A par do propalado progresso, continua o sofrimento das crianças
A Amnistia Internacional (AI), a assinalar os seis meses da revolta popular sem precedentes, no Irão, espoletada pela morte, sob custódia, da jovem Mahsa Amini, denuncia que os serviços secretos e as forças de segurança do Irão têm cometido atos de tortura, como espancamentos, chicotadas, choques elétricos com armas de atordoamento, administração forçada de comprimidos não identificados e imobilização da cabeça debaixo de água, violações e outros tipos de violência sexual contra manifestantes de apenas 12 anos, para repreender o seu envolvimento nos protestos em todo o país.

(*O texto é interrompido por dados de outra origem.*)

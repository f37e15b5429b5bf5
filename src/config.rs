use config::{Config, ConfigError, Environment, File};
use rust_decimal::{prelude::FromPrimitive, Decimal};
use serde::Deserialize;
use std::env;
use std::path::Path;
use thiserror::Error;
use tracing::{error, info};
use validator::{Validate, ValidationError, ValidationErrors};

use crate::services::checkout::TaxPolicy;

/// Default values for configuration
const DEFAULT_LOG_LEVEL: &str = "info";
const DEFAULT_ENV: &str = "development";
const DEFAULT_PORT: u16 = 8080;
const CONFIG_DIR: &str = "config";
const DEV_DEFAULT_JWT_SECRET: &str =
    "this_is_a_development_secret_key_that_is_at_least_64_characters_long_for_testing";

/// Application configuration structure with validation
#[derive(Clone, Debug, Deserialize, Validate)]
#[serde(deny_unknown_fields)]
pub struct AppConfig {
    /// Database connection URL
    pub database_url: String,

    /// JWT secret key (minimum 64 characters)
    #[validate(length(min = 64), custom = "validate_jwt_secret")]
    pub jwt_secret: String,

    /// JWT expiration time in seconds (5min - 24h)
    #[serde(default = "default_jwt_expiration")]
    #[validate(range(min = 300, max = 86400))]
    pub jwt_expiration: usize,

    /// JWT issuer name
    #[serde(default = "default_auth_issuer")]
    pub auth_issuer: String,

    /// JWT audience
    #[serde(default = "default_auth_audience")]
    pub auth_audience: String,

    /// Server host address
    pub host: String,

    /// Server port
    #[serde(default = "default_port")]
    #[validate(range(min = 1))]
    pub port: u16,

    /// Application environment
    pub environment: String,

    /// Logging level
    #[serde(default = "default_log_level")]
    #[validate(custom = "validate_log_level")]
    pub log_level: String,

    /// Log in JSON format (structured logging)
    #[serde(default)]
    pub log_json: bool,

    /// Whether to run database migrations on startup
    #[serde(default)]
    pub auto_migrate: bool,

    /// CORS: comma-separated list of allowed origins (production)
    #[serde(default)]
    pub cors_allowed_origins: Option<String>,

    /// Allow permissive CORS fallback
    #[serde(default)]
    pub cors_allow_any_origin: bool,

    /// DB pool: max connections
    #[serde(default = "default_db_max_connections")]
    #[validate(range(min = 1))]
    pub db_max_connections: u32,

    /// DB pool: min connections
    #[serde(default = "default_db_min_connections")]
    pub db_min_connections: u32,

    /// DB timeouts (seconds)
    #[serde(default = "default_db_connect_timeout_secs")]
    pub db_connect_timeout_secs: u64,
    #[serde(default = "default_db_idle_timeout_secs")]
    pub db_idle_timeout_secs: u64,
    #[serde(default = "default_db_acquire_timeout_secs")]
    pub db_acquire_timeout_secs: u64,

    /// Sales tax rate applied to the discounted subtotal (0.08 for 8%), 0 disables tax
    #[serde(default)]
    #[validate(custom = "validate_tax_rate")]
    pub tax_rate: f64,

    /// Per-request timeout in seconds
    #[serde(default = "default_request_timeout_secs")]
    #[validate(range(min = 1))]
    pub request_timeout_secs: u64,
}

impl AppConfig {
    /// Creates a configuration with defaults for everything but the essentials
    pub fn new(
        database_url: String,
        jwt_secret: String,
        host: String,
        port: u16,
        environment: String,
    ) -> Self {
        Self {
            database_url,
            jwt_secret,
            jwt_expiration: default_jwt_expiration(),
            auth_issuer: default_auth_issuer(),
            auth_audience: default_auth_audience(),
            host,
            port,
            environment,
            log_level: default_log_level(),
            log_json: false,
            auto_migrate: false,
            cors_allowed_origins: None,
            cors_allow_any_origin: false,
            db_max_connections: default_db_max_connections(),
            db_min_connections: default_db_min_connections(),
            db_connect_timeout_secs: default_db_connect_timeout_secs(),
            db_idle_timeout_secs: default_db_idle_timeout_secs(),
            db_acquire_timeout_secs: default_db_acquire_timeout_secs(),
            tax_rate: 0.0,
            request_timeout_secs: default_request_timeout_secs(),
        }
    }

    pub fn database_url(&self) -> &str {
        &self.database_url
    }

    pub fn is_production(&self) -> bool {
        self.environment.eq_ignore_ascii_case("production")
    }

    pub fn is_development(&self) -> bool {
        self.environment.eq_ignore_ascii_case("development")
    }

    /// Returns true if explicit CORS origins are configured
    pub fn has_cors_allowed_origins(&self) -> bool {
        !self.cors_origins().is_empty()
    }

    pub fn cors_origins(&self) -> Vec<String> {
        self.cors_allowed_origins
            .as_deref()
            .map(|raw| {
                raw.split(',')
                    .map(str::trim)
                    .filter(|origin| !origin.is_empty())
                    .map(str::to_string)
                    .collect()
            })
            .unwrap_or_default()
    }

    /// Whether we should fall back to permissive CORS
    pub fn should_allow_permissive_cors(&self) -> bool {
        self.is_development() || self.cors_allow_any_origin
    }

    /// Tax policy used for quotes and order re-derivation
    pub fn tax_policy(&self) -> TaxPolicy {
        match Decimal::from_f64(self.tax_rate) {
            Some(rate) if rate > Decimal::ZERO => TaxPolicy::Rate(rate.round_dp(6)),
            _ => TaxPolicy::None,
        }
    }

    fn validate_additional_constraints(&self) -> Result<(), ValidationErrors> {
        let mut errors = ValidationErrors::new();

        if !self.should_allow_permissive_cors() && !self.has_cors_allowed_origins() {
            let mut err = ValidationError::new("cors_allowed_origins_required");
            err.message = Some(
                "Set APP__CORS_ALLOWED_ORIGINS for non-development environments or explicitly opt-in via APP__CORS_ALLOW_ANY_ORIGIN=true".into(),
            );
            errors.add("cors_allowed_origins", err);
        }

        if !self.is_development() && self.jwt_secret.trim() == DEV_DEFAULT_JWT_SECRET {
            let mut err = ValidationError::new("jwt_secret_default_dev");
            err.message = Some(
                "The bundled development JWT secret must not be used outside development. Set APP__JWT_SECRET to a unique, secure value."
                    .into(),
            );
            errors.add("jwt_secret", err);
        }

        if self.db_min_connections > self.db_max_connections {
            let mut err = ValidationError::new("db_min_connections");
            err.message = Some("db_min_connections cannot exceed db_max_connections".into());
            errors.add("db_min_connections", err);
        }

        if errors.errors().is_empty() {
            Ok(())
        } else {
            Err(errors)
        }
    }

    pub fn log_level(&self) -> &str {
        &self.log_level
    }
}

/// Configuration loading errors
#[derive(Debug, Error)]
pub enum AppConfigError {
    #[error("Configuration loading failed: {0}")]
    Load(#[from] ConfigError),

    #[error("Configuration validation failed: {0}")]
    Validation(#[from] validator::ValidationErrors),
}

fn default_log_level() -> String {
    DEFAULT_LOG_LEVEL.to_string()
}

fn default_port() -> u16 {
    DEFAULT_PORT
}

fn default_jwt_expiration() -> usize {
    3600
}

fn default_db_max_connections() -> u32 {
    16
}
fn default_db_min_connections() -> u32 {
    2
}
fn default_db_connect_timeout_secs() -> u64 {
    30
}
fn default_db_idle_timeout_secs() -> u64 {
    600
}
fn default_db_acquire_timeout_secs() -> u64 {
    8
}

fn default_request_timeout_secs() -> u64 {
    30
}

fn default_auth_issuer() -> String {
    "storefront-api".to_string()
}

fn default_auth_audience() -> String {
    "storefront".to_string()
}

fn validate_log_level(level: &str) -> Result<(), ValidationError> {
    let valid_levels = ["trace", "debug", "info", "warn", "error"];
    if valid_levels.contains(&level.to_lowercase().as_str()) {
        Ok(())
    } else {
        let mut err = ValidationError::new("log_level");
        err.message = Some("Must be one of: trace, debug, info, warn, error".into());
        Err(err)
    }
}

fn validate_jwt_secret(secret: &str) -> Result<(), ValidationError> {
    let trimmed = secret.trim();

    if trimmed.len() < 64 {
        let mut err = ValidationError::new("jwt_secret");
        err.message =
            Some("JWT secret must be at least 64 characters for adequate security".into());
        return Err(err);
    }

    if let Some(first) = trimmed.chars().next() {
        if trimmed.chars().all(|c| c == first) {
            let mut err = ValidationError::new("jwt_secret");
            err.message = Some("JWT secret cannot be a repeated character sequence".into());
            return Err(err);
        }
    }

    let lower = trimmed.to_ascii_lowercase();
    let weak_fragments = ["changeme", "password", "12345", "your-secret-key"];
    if weak_fragments.iter().any(|pattern| lower.contains(pattern)) {
        let mut err = ValidationError::new("jwt_secret");
        err.message = Some(
            "JWT secret appears to be weak; use a cryptographically strong random string".into(),
        );
        return Err(err);
    }

    let unique_chars: std::collections::HashSet<char> = trimmed.chars().collect();
    if unique_chars.len() < 10 {
        let mut err = ValidationError::new("jwt_secret");
        err.message =
            Some("JWT secret must have at least 10 unique characters for adequate entropy".into());
        return Err(err);
    }

    Ok(())
}

fn validate_tax_rate(rate: f64) -> Result<(), ValidationError> {
    if !rate.is_finite() || rate < 0.0 || rate > 1.0 {
        let mut err = ValidationError::new("tax_rate");
        err.message = Some("tax_rate must be a finite value between 0.0 and 1.0".into());
        return Err(err);
    }
    Ok(())
}

/// Initializes tracing using the provided log level as the default filter
pub fn init_tracing(level: &str, json: bool) {
    use tracing_subscriber::{fmt, EnvFilter};

    let default_directive = format!("storefront_api={},tower_http=debug", level);
    let filter_directive = env::var("RUST_LOG")
        .ok()
        .filter(|s| !s.trim().is_empty())
        .unwrap_or(default_directive);
    let filter = EnvFilter::new(filter_directive);

    if json {
        let _ = fmt().with_env_filter(filter).json().try_init();
    } else {
        let _ = fmt().with_env_filter(filter).try_init();
    }
}

/// Loads application configuration
///
/// Layers configuration sources in this order:
/// 1. Built-in defaults
/// 2. Default config (config/default.toml)
/// 3. Environment-specific config (config/{env}.toml)
/// 4. Environment variables (APP__*)
pub fn load_config() -> Result<AppConfig, AppConfigError> {
    let run_env = env::var("RUN_ENV")
        .or_else(|_| env::var("APP_ENV"))
        .unwrap_or_else(|_| DEFAULT_ENV.to_string());
    load_config_from(Path::new(CONFIG_DIR), &run_env)
}

fn load_config_from(config_dir: &Path, run_env: &str) -> Result<AppConfig, AppConfigError> {
    info!("Loading configuration for environment: {}", run_env);

    if !config_dir.exists() {
        info!(
            "Config directory '{}' not found; relying on built-in defaults and environment variables",
            config_dir.display()
        );
    }

    // jwt_secret has no default and must be supplied by a file or APP__JWT_SECRET.
    let config = Config::builder()
        .set_default("database_url", "sqlite://storefront.db?mode=rwc")?
        .set_default("host", "0.0.0.0")?
        .set_default("port", i64::from(DEFAULT_PORT))?
        .set_default("environment", run_env)?
        .set_default("log_level", DEFAULT_LOG_LEVEL)?
        .set_default("log_json", false)?
        .add_source(File::from(config_dir.join("default")).required(false))
        .add_source(File::from(config_dir.join(run_env)).required(false))
        .add_source(Environment::with_prefix("APP").separator("__"))
        .build()?;

    if config.get_string("jwt_secret").is_err() {
        error!("JWT secret is not configured. Set APP__JWT_SECRET to a secure random string (minimum 64 characters).");
        return Err(AppConfigError::Load(ConfigError::NotFound(
            "jwt_secret is required but not configured. Set APP__JWT_SECRET environment variable."
                .into(),
        )));
    }

    let app_config: AppConfig = config.try_deserialize()?;

    app_config.validate().map_err(|e| {
        error!("Configuration validation failed: {:?}", e);
        AppConfigError::Validation(e)
    })?;

    app_config.validate_additional_constraints().map_err(|e| {
        error!("Configuration security validation failed: {:?}", e);
        AppConfigError::Validation(e)
    })?;

    info!("Configuration loaded successfully");
    Ok(app_config)
}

Em comunicado de 21 de março, a AI revela ter documentado, detalhadamente, casos de dezenas de crianças, depois de obter declarações das vítimas e das respetivas famílias, bem como testemunhos adicionais de 19 testemunhas oculares – incluindo dois advogados e 17 adultos, detidos e mantidos junto de crianças – sobre a prática generalizada de tortura contra as mesmas.
As crianças detidas, tal como os adultos, foram levadas, inicialmente, para centros de detenção geridos pela Guarda Revolucionária, pelo Ministério da Inteligência e Segurança Nacional, pela Polícia de Segurança Pública, pela unidade de investigação da polícia iraniana (Agahi) ou pela força paramilitar Basij. Não raro, faziam as deslocações de olhos vendados. E, após dias ou semanas de detenção, em regime de isolamento ou de desaparecimento forçado, foram transferidas para prisões reconhecidas. Outras crianças foram raptadas por agentes disfarçados com roupas civis, durante ou na sequência de manifestações, levando-as para locais não oficiais como armazéns, onde as torturaram antes de as abandonarem em localizações remotas.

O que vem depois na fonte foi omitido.